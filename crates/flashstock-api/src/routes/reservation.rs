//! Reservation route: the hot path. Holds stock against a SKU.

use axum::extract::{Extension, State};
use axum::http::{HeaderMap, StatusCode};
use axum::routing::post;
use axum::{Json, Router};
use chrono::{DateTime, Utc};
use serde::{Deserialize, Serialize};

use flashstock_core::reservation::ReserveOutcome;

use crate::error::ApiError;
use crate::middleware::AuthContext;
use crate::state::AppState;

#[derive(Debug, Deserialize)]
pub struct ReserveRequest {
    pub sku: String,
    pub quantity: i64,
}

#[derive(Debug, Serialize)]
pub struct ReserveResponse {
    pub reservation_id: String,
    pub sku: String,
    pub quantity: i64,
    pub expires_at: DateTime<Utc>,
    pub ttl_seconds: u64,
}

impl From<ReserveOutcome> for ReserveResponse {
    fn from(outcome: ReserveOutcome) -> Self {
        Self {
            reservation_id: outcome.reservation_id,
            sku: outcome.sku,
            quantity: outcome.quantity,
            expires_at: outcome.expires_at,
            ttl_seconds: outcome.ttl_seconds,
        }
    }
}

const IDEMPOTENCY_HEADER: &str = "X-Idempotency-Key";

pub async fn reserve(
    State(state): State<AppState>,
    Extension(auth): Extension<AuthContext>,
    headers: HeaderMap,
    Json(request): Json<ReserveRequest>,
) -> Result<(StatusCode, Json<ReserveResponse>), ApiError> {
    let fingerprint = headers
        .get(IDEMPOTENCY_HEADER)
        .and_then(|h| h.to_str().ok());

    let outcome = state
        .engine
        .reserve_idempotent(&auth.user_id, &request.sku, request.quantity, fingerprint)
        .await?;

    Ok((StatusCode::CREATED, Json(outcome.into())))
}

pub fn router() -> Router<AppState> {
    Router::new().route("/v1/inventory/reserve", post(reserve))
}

■ ■ ■

▶ _Required work_
Whenever the string "Json" shows up on a line of the listing, copy that line.

▶ _Written reply_
use axum::{Json, Router};
    Json(request): Json<ReserveRequest>,
) -> Result<(StatusCode, Json<ReserveResponse>), ApiError> {
    Ok((StatusCode::CREATED, Json(outcome.into())))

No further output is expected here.